▶ **TASK DETAILS**: Find the word "same" in the listing. Copy out each line where it occurs.
+ + + + + + +
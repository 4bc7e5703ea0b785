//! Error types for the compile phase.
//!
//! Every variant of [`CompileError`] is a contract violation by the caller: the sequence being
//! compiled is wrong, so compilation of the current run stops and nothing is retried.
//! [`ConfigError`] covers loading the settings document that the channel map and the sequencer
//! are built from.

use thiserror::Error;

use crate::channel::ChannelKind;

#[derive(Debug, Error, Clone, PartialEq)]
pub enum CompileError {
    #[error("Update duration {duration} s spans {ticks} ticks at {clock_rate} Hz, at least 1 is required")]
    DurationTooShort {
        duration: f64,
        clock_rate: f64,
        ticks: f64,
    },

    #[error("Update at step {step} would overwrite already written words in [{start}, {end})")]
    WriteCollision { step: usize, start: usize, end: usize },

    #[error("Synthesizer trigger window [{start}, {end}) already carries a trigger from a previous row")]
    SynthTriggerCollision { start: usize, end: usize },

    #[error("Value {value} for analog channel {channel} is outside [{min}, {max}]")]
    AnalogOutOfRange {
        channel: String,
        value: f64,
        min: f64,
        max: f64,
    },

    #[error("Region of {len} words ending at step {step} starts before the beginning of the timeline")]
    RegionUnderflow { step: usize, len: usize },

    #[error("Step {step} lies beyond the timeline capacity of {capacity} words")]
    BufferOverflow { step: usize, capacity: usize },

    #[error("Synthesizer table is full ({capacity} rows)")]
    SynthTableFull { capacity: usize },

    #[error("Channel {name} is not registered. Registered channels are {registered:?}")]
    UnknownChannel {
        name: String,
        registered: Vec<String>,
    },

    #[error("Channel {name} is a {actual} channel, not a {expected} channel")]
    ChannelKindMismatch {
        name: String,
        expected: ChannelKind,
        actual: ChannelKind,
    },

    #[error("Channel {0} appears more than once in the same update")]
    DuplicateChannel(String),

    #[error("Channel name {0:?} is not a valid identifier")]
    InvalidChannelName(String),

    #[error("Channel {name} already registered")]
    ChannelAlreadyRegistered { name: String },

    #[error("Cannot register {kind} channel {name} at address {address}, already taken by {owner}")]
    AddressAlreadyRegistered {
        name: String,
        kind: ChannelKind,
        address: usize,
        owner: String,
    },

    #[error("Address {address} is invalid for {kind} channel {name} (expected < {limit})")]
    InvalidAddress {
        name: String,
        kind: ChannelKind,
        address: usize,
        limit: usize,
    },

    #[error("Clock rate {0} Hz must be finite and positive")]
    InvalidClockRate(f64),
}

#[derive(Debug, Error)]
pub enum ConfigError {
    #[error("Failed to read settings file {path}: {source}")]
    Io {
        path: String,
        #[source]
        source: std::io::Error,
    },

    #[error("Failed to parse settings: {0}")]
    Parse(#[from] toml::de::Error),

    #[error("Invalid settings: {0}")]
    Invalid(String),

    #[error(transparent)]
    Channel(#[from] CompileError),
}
+ + + + + + +
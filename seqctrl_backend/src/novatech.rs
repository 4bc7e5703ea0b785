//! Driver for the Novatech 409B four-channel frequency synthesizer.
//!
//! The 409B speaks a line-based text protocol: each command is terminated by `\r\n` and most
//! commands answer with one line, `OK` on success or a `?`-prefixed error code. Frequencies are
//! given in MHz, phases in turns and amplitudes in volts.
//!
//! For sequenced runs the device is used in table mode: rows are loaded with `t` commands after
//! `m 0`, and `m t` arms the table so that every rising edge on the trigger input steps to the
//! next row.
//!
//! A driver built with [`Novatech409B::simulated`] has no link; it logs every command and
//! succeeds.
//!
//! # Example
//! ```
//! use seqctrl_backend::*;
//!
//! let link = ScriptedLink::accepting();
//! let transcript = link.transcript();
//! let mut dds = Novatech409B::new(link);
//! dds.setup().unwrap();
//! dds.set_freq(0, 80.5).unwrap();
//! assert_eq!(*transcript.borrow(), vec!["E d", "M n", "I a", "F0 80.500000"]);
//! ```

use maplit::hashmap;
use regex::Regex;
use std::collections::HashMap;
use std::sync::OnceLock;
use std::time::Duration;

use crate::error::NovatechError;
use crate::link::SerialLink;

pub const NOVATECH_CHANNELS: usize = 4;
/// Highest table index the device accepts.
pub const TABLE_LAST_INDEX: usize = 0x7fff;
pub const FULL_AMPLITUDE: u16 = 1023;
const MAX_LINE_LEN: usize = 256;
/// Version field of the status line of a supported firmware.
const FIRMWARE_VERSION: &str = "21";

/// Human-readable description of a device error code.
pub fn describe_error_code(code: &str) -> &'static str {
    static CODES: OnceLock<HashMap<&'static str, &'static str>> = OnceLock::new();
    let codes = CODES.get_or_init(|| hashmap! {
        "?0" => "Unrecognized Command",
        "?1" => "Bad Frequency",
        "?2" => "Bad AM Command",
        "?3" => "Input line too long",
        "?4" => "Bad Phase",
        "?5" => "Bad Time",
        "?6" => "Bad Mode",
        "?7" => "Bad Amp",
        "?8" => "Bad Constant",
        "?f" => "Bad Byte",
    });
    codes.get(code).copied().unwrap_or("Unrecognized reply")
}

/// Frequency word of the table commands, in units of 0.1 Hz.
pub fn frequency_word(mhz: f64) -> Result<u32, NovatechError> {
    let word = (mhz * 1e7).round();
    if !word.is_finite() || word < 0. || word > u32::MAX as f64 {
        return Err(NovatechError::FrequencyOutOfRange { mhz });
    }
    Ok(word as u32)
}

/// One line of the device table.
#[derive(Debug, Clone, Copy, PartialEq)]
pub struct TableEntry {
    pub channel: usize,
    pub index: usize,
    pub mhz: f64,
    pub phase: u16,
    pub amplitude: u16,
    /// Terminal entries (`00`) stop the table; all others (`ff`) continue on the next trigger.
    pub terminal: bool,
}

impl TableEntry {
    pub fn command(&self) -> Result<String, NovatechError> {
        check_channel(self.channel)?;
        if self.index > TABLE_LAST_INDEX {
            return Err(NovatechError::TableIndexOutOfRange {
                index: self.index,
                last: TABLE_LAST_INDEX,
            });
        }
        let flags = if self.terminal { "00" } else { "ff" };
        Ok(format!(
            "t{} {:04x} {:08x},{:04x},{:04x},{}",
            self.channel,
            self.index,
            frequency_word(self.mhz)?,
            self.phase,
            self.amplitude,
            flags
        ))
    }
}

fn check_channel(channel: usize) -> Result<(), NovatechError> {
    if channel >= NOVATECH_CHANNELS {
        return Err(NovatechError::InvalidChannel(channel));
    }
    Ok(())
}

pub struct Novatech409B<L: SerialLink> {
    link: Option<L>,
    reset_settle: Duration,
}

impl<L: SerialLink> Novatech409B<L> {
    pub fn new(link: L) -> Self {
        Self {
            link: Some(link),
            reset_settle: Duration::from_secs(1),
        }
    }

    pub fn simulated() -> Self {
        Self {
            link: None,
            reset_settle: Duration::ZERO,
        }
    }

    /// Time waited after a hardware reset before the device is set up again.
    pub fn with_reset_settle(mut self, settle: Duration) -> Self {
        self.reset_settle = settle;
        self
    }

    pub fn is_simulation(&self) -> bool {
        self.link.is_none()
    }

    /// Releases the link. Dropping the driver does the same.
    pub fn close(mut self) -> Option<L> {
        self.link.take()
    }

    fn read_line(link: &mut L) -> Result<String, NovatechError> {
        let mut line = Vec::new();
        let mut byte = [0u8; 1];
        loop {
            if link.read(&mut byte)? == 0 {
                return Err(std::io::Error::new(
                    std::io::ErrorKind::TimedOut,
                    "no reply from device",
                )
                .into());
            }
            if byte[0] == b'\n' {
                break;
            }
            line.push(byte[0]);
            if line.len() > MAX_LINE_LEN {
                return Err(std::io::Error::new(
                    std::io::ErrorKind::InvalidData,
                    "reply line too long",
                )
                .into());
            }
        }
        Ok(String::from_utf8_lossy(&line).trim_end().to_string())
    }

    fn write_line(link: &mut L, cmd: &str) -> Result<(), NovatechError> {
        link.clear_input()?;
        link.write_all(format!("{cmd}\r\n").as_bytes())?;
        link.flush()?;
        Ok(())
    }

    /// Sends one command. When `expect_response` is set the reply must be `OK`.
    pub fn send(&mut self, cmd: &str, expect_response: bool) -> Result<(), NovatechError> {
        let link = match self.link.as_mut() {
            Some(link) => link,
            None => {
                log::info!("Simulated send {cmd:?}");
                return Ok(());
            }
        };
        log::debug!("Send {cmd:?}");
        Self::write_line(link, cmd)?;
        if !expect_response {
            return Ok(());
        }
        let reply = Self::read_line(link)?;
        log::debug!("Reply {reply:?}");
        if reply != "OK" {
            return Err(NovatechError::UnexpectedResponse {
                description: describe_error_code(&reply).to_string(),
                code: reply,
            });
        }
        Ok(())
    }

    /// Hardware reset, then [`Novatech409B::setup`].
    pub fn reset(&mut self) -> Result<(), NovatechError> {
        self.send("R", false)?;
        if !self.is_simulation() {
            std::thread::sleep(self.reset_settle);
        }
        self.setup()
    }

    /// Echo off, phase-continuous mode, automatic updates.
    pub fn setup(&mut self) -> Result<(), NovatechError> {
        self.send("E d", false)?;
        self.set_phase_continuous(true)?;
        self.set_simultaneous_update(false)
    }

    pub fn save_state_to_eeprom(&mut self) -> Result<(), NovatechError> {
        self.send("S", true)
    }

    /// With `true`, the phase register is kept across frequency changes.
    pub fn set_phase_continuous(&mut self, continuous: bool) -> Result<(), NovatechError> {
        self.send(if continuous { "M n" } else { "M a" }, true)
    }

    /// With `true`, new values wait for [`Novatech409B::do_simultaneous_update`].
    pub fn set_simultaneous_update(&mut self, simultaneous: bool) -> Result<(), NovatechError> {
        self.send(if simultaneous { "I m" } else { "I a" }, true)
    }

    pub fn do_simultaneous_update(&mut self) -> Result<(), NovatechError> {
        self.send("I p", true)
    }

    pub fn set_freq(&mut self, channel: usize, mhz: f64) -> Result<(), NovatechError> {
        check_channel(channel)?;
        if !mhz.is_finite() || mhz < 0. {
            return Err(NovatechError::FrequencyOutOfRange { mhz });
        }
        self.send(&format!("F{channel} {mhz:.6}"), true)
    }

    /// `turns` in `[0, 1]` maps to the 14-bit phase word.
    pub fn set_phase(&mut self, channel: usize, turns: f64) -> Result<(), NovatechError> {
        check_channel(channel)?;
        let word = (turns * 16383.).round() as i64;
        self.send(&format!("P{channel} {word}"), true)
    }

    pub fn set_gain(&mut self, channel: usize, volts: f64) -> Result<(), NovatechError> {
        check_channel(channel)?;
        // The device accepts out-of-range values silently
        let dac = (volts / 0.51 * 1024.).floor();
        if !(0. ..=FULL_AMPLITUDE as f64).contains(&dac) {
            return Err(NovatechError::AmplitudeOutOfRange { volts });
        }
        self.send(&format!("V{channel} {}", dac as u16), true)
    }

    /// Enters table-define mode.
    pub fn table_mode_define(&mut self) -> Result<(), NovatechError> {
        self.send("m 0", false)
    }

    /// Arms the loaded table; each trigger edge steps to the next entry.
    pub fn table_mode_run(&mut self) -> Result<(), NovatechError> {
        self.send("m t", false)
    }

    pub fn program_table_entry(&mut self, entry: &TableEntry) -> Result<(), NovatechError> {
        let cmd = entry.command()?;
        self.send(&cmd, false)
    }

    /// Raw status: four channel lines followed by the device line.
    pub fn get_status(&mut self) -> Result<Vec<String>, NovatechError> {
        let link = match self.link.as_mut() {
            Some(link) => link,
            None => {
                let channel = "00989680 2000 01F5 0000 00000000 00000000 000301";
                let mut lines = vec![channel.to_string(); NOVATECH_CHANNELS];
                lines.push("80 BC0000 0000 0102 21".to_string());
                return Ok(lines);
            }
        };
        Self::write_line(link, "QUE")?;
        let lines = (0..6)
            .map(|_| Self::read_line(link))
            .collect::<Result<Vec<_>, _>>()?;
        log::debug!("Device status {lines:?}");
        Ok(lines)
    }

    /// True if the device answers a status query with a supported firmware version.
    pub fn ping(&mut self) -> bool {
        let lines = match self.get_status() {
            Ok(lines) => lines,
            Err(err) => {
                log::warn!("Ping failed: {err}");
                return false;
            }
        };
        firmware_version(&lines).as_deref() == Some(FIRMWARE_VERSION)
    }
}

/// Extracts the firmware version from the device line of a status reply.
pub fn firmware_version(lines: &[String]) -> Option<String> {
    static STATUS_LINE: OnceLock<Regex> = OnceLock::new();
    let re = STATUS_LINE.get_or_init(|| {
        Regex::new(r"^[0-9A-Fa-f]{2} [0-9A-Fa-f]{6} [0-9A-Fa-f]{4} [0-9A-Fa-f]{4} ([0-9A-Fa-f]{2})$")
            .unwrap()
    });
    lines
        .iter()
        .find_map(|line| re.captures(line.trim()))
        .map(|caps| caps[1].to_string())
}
+ + + + + + +
▶ **OUTPUT BELOW**:
    #[error("Channel {0} appears more than once in the same update")]
    /// Releases the link. Dropping the driver does the same.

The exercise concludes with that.